Friday 16 January 2009

Ableton Live 8:

Ableton have announced Live 8 - expected sometime around 2nd Qtr, 2009. This is a major upgrade and finally reveals the fruits of Ableton's collaboration with the Cycling74 team. 

Basic feature upgrades include the wonderfully named 'Groove Pool', for detailed groove template manipulation and creation.

Importantly for DJing are new, improved warping algorhythms including 'enhanced beats mode' and an 'elastique pro' algorhythm for an 'enhanced complex mode'.

Similar to Pro Tools Elastic Audio Warp view mode, Live 8 adds handles to transients that can now be moved around in the timeline - as an alternative to warp markers being assigned to static transients.

Add in a dedicated 'Looper', some new effects including a vocoder, limiter and multi-band dynamics, Operator 8 (including custom drawable waveforms), etc - and you can see this is probably the most exciting Live upgrade for sometime.

DAW collaboration between artists over the Internet has been tried several times - none of the solutions have become industry-standard, and in most cases artists are still tied into sending large audio files via FTP from server to server to import as wav's or aiff's into various platforms. Rarely are effects, tempo maps, software synth patches tied into the raw audio files so collaboration is still frustrating.

Live 8's SHARE feature finally looks like the elegant solution we've all been waiting for - at least for those who use Live as their main DAW. Not only can Live sessions be shared privately, but similar to SoundCloud - the uploader can choose to allow public access to Live sessions and post them on the web. 

I will certainly be looking into the legal possibilities of uploading some of my classic tracks in Live session format for public usage in the future.

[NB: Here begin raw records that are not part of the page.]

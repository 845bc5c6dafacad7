//! # Live Store
//!
//! The database plus the change bus. Writes made through here are
//! announced so every open view reloads the scope they touched; reads go
//! straight to the repositories via [`LiveStore::db`].

use chrono::{DateTime, Utc};
use ringside_core::odds::OddsQuote;
use ringside_core::{EventRecord, LedgerEntry, LiveConfig, Odds, Outcome, WagerRecord};
use ringside_db::{ClaimOutcome, Database, DbResult, WagerKey};

use crate::bus::{Change, ChangeBus};

#[derive(Debug, Clone)]
pub struct LiveStore {
    db: Database,
    bus: ChangeBus,
}

impl LiveStore {
    pub fn new(db: Database) -> Self {
        Self::with_bus(db, ChangeBus::default())
    }

    pub fn with_bus(db: Database, bus: ChangeBus) -> Self {
        LiveStore { db, bus }
    }

    pub fn db(&self) -> &Database {
        &self.db
    }

    pub fn bus(&self) -> &ChangeBus {
        &self.bus
    }

    // =========================================================================
    // Operator writes
    // =========================================================================

    pub async fn put_config(&self, config: &LiveConfig, at: DateTime<Utc>) -> DbResult<()> {
        self.db.live_config().put(config, at).await?;
        self.bus.publish(Change::Config);
        Ok(())
    }

    pub async fn insert_event(&self, event: &EventRecord) -> DbResult<()> {
        self.db.events().insert(event).await?;
        self.publish_events(&event.partition_key);
        Ok(())
    }

    pub async fn set_draw_terms(&self, partition: &str, id: &str, draw_odds: Odds, draw_multiplier: Odds) -> DbResult<()> {
        self.db.events().set_draw_terms(partition, id, draw_odds, draw_multiplier).await?;
        self.publish_events(partition);
        Ok(())
    }

    pub async fn close_event(&self, partition: &str, id: &str) -> DbResult<()> {
        self.db.events().close(partition, id).await?;
        self.publish_events(partition);
        Ok(())
    }

    pub async fn resolve_event(&self, partition: &str, id: &str, outcome: Outcome) -> DbResult<()> {
        self.db.events().resolve(partition, id, outcome).await?;
        self.publish_events(partition);
        Ok(())
    }

    // =========================================================================
    // Terminal writes
    // =========================================================================

    /// Writes odds; announces only when something actually changed.
    pub async fn apply_quote(&self, partition: &str, id: &str, quote: &OddsQuote) -> DbResult<bool> {
        let changed = self.db.events().apply_quote(partition, id, quote).await?;
        if changed {
            self.publish_events(partition);
        }
        Ok(changed)
    }

    pub async fn record_placement(&self, wager: &WagerRecord, entry: &LedgerEntry) -> DbResult<()> {
        self.db.wagers().record_placement(wager, entry).await?;
        self.publish_events(&wager.event_partition);
        self.bus.publish(Change::Wagers {
            teller_id: wager.teller_id.clone(),
            partition: wager.partition_key.clone(),
        });
        self.bus.publish(Change::Ledger {
            teller_id: entry.teller_id.clone(),
        });
        Ok(())
    }

    pub async fn claim(&self, key: &WagerKey, at: DateTime<Utc>) -> DbResult<ClaimOutcome> {
        let outcome = self.db.wagers().claim(key, at).await?;
        if matches!(outcome, ClaimOutcome::Claimed { .. }) {
            self.bus.publish(Change::Wagers {
                teller_id: key.teller_id.clone(),
                partition: key.partition_key.clone(),
            });
        }
        Ok(outcome)
    }

    pub async fn append_ledger(&self, entry: &LedgerEntry) -> DbResult<()> {
        self.db.ledger().append(entry).await?;
        self.bus.publish(Change::Ledger {
            teller_id: entry.teller_id.clone(),
        });
        Ok(())
    }

    fn publish_events(&self, partition: &str) {
        self.bus.publish(Change::Events {
            partition: partition.to_string(),
        });
    }
}
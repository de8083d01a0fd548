//! Client-side requesters.
//!
//! [`AsyncClient`] suspends on the event loop; [`SyncClient`] wraps it with
//! its own runtime to give non-async callers a plain call/return API.
//!
//! The connection follows a strict send → receive alternation: at most one
//! request may be outstanding. A timed-out request is abandoned: the
//! connection is re-dialed before the next send so that a late reply from
//! the broker can never bleed into a later exchange. Timeouts are reported
//! as `Ok(None)`, never as errors, and nothing is retried automatically.

use std::time::{Duration, Instant};

use bytes::Bytes;
use compio::net::TcpStream;
use tracing::{debug, trace, warn};

use majordome_core::actor::{spawn_connection, ConnEvent, Connection};
use majordome_core::endpoint::Endpoint;
use majordome_core::error::CoreError;
use majordome_core::message::MqMessage;
use majordome_core::options::MqOptions;
use majordome_core::tcp::enable_tcp_nodelay;

use crate::error::{MdpError, Result};
use crate::CLIENT_PROTOCOL;

/// Request/reply alternation state.
#[derive(Debug, Clone, Copy, PartialEq, Eq)]
enum ReqState {
    /// Ready to send a request
    Idle,
    /// Waiting for the reply to the last request
    AwaitingReply,
}

/// Asynchronous requester.
///
/// # Example
///
/// ```rust,no_run
/// use std::time::Duration;
/// use majordome_core::endpoint::Endpoint;
/// use majordome_core::message::MqMessage;
/// use majordome_core::options::MqOptions;
/// use majordome_mdp::client::AsyncClient;
///
/// #[compio::main]
/// async fn main() -> Result<(), Box<dyn std::error::Error>> {
///     let endpoint = Endpoint::parse("tcp://127.0.0.1:40410")?;
///     let mut client = AsyncClient::new(endpoint, MqOptions::default());
///
///     let request = MqMessage::new("ping");
///     match client.request("dbmgr", &request, Duration::from_millis(500)).await? {
///         Some(reply) => println!("reply: {}", reply.action()),
///         None => println!("no reply within the deadline"),
///     }
///     Ok(())
/// }
/// ```
pub struct AsyncClient {
    endpoint: Endpoint,
    options: MqOptions,
    conn: Option<Connection>,
    state: ReqState,
}

impl AsyncClient {
    /// Create a requester; the connection is dialed lazily on first send.
    #[must_use]
    pub const fn new(endpoint: Endpoint, options: MqOptions) -> Self {
        Self {
            endpoint,
            options,
            conn: None,
            state: ReqState::Idle,
        }
    }

    /// Send a request and wait up to `timeout` for the reply.
    ///
    /// Returns `Ok(None)` on timeout; the caller decides whether to
    /// re-issue.
    pub async fn request(
        &mut self,
        service: &str,
        request: &MqMessage,
        timeout: Duration,
    ) -> Result<Option<MqMessage>> {
        self.send(service, request).await?;
        self.recv(timeout).await
    }

    /// Frame-level variant of [`AsyncClient::request`], used for `mmi.*`
    /// queries whose payloads are raw frames rather than encoded messages.
    pub async fn request_raw(
        &mut self,
        service: &str,
        payload: Vec<Bytes>,
        timeout: Duration,
    ) -> Result<Option<Vec<Bytes>>> {
        self.send_raw(service, payload).await?;
        self.recv_raw(timeout).await
    }

    /// Send a request without waiting for the reply.
    ///
    /// # Errors
    ///
    /// Fails with `InvalidState` if a request is already outstanding.
    pub async fn send(&mut self, service: &str, request: &MqMessage) -> Result<()> {
        self.send_raw(service, request.to_frames()?).await
    }

    /// Wait up to `timeout` for the reply to the outstanding request.
    ///
    /// # Errors
    ///
    /// Fails with `NoPendingRequest` if nothing was sent.
    pub async fn recv(&mut self, timeout: Duration) -> Result<Option<MqMessage>> {
        match self.recv_raw(timeout).await? {
            Some(payload) => Ok(Some(MqMessage::from_frames(&payload)?)),
            None => Ok(None),
        }
    }

    /// Frame-level send.
    pub async fn send_raw(&mut self, service: &str, payload: Vec<Bytes>) -> Result<()> {
        if self.state == ReqState::AwaitingReply {
            return Err(MdpError::InvalidState("a request is already outstanding"));
        }

        if self.conn.is_none() {
            debug!("[CLIENT] connecting to {}", self.endpoint);
            let stream = TcpStream::connect(self.endpoint.addr()).await?;
            let _ = enable_tcp_nodelay(&stream);
            self.conn = Some(spawn_connection(stream, &self.options));
        }
        let conn = self.conn.as_ref().ok_or(CoreError::ConnectionClosed)?;

        let mut frames = Vec::with_capacity(payload.len() + 2);
        frames.push(Bytes::from_static(CLIENT_PROTOCOL));
        frames.push(Bytes::copy_from_slice(service.as_bytes()));
        frames.extend(payload);

        if let Err(e) = conn.send(frames) {
            self.teardown();
            return Err(e.into());
        }
        trace!("[CLIENT] request sent to service {service}");
        self.state = ReqState::AwaitingReply;
        Ok(())
    }

    /// Frame-level receive.
    pub async fn recv_raw(&mut self, timeout: Duration) -> Result<Option<Vec<Bytes>>> {
        if self.state == ReqState::Idle {
            return Err(MdpError::NoPendingRequest);
        }
        let deadline = Instant::now() + timeout;

        loop {
            let Some(conn) = self.conn.as_ref() else {
                self.state = ReqState::Idle;
                return Ok(None);
            };

            let remaining = deadline.saturating_duration_since(Instant::now());
            match compio::time::timeout(remaining, conn.events().recv_async()).await {
                Err(_) => {
                    // Abandon the exchange; re-dial before the next send so
                    // a late reply cannot be mistaken for a fresh one.
                    debug!("[CLIENT] no reply within {timeout:?}, abandoning request");
                    self.teardown();
                    self.state = ReqState::Idle;
                    return Ok(None);
                }
                Ok(Err(_)) | Ok(Ok(ConnEvent::Closed)) => {
                    warn!("[CLIENT] connection lost while awaiting reply");
                    self.teardown();
                    self.state = ReqState::Idle;
                    return Ok(None);
                }
                Ok(Ok(ConnEvent::Message(frames))) => {
                    if frames.len() < 2 || frames[0] != CLIENT_PROTOCOL {
                        warn!("[CLIENT] dropping malformed reply");
                        continue;
                    }
                    trace!(
                        "[CLIENT] reply from service {}",
                        String::from_utf8_lossy(&frames[1])
                    );
                    self.state = ReqState::Idle;
                    return Ok(Some(frames[2..].to_vec()));
                }
            }
        }
    }

    /// Ask the broker whether `service` has at least one registered
    /// worker: `"200"` if so, `"404"` otherwise.
    pub async fn service_status(
        &mut self,
        service: &str,
        timeout: Duration,
    ) -> Result<Option<String>> {
        let payload = vec![Bytes::copy_from_slice(service.as_bytes())];
        let reply = self.request_raw("mmi.service", payload, timeout).await?;
        Ok(reply.and_then(|frames| {
            frames
                .first()
                .map(|code| String::from_utf8_lossy(code).into_owned())
        }))
    }

    /// Ask the broker for its service listing (one entry per registered
    /// worker).
    pub async fn known_services(&mut self, timeout: Duration) -> Result<Option<String>> {
        let reply = self.request_raw("mmi.services", Vec::new(), timeout).await?;
        Ok(reply.and_then(|frames| {
            frames
                .first()
                .map(|listing| String::from_utf8_lossy(listing).into_owned())
        }))
    }

    fn teardown(&mut self) {
        if let Some(conn) = self.conn.take() {
            conn.close();
        }
    }
}

/// Blocking requester for non-async callers.
///
/// Owns a private runtime; each call drives the async client to
/// completion on the calling thread.
pub struct SyncClient {
    runtime: compio::runtime::Runtime,
    inner: AsyncClient,
}

impl SyncClient {
    /// Create a blocking requester.
    ///
    /// # Errors
    ///
    /// Returns an error if the private runtime cannot be created.
    pub fn new(endpoint: Endpoint, options: MqOptions) -> std::io::Result<Self> {
        Ok(Self {
            runtime: compio::runtime::Runtime::new()?,
            inner: AsyncClient::new(endpoint, options),
        })
    }

    /// Blocking [`AsyncClient::request`].
    pub fn request(
        &mut self,
        service: &str,
        request: &MqMessage,
        timeout: Duration,
    ) -> Result<Option<MqMessage>> {
        let Self { runtime, inner } = self;
        runtime.block_on(inner.request(service, request, timeout))
    }

    /// Blocking [`AsyncClient::request_raw`].
    pub fn request_raw(
        &mut self,
        service: &str,
        payload: Vec<Bytes>,
        timeout: Duration,
    ) -> Result<Option<Vec<Bytes>>> {
        let Self { runtime, inner } = self;
        runtime.block_on(inner.request_raw(service, payload, timeout))
    }

    /// Blocking [`AsyncClient::service_status`].
    pub fn service_status(
        &mut self,
        service: &str,
        timeout: Duration,
    ) -> Result<Option<String>> {
        let Self { runtime, inner } = self;
        runtime.block_on(inner.service_status(service, timeout))
    }

    /// Blocking [`AsyncClient::known_services`].
    pub fn known_services(&mut self, timeout: Duration) -> Result<Option<String>> {
        let Self { runtime, inner } = self;
        runtime.block_on(inner.known_services(timeout))
    }
}

#[cfg(test)]
mod tests {
    use super::*;

    #[test]
    fn alternation_is_enforced_before_any_io() {
        // State checks happen before the lazy connect, so they are
        // observable without a broker.
        let endpoint = Endpoint::parse("tcp://127.0.0.1:1").unwrap();
        let mut client = AsyncClient::new(endpoint, MqOptions::default());

        let err = futures::executor::block_on(client.recv_raw(Duration::from_millis(1)))
            .unwrap_err();
        assert!(matches!(err, MdpError::NoPendingRequest));
    }
}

MaxforLive is the result of two years collaboration between Ableton and Cycling74. This enables the building of custom effects, instruments, sequencers, etc for usage within Live. The process looks similar to the way instruments and effects are built in Reaktor. 

Although I find programming too time-consuming for my workload, I have sometimes needed to tweak various Reaktor ensembles and look forward to doing the same with MaxforLive. No doubt a healthy User Library of MaxforLive instruments will also spring to life.

The final exciting announcement from Ableton is the forthcoming dedicated Live hardware controller from Akai - the APC40. My initial thoughts are that it looks promising for my Live DJ sets as it is setup extremely similar to my existing Live+UC33 combination. 

I need to get hands-on experience before passing final judgment - I'm not sure if its possible to change effects on more than a single track at once, and the faders are quite short - but, if the price is right, and its not too fragile and bulky for touring gigs then it looks like a winner.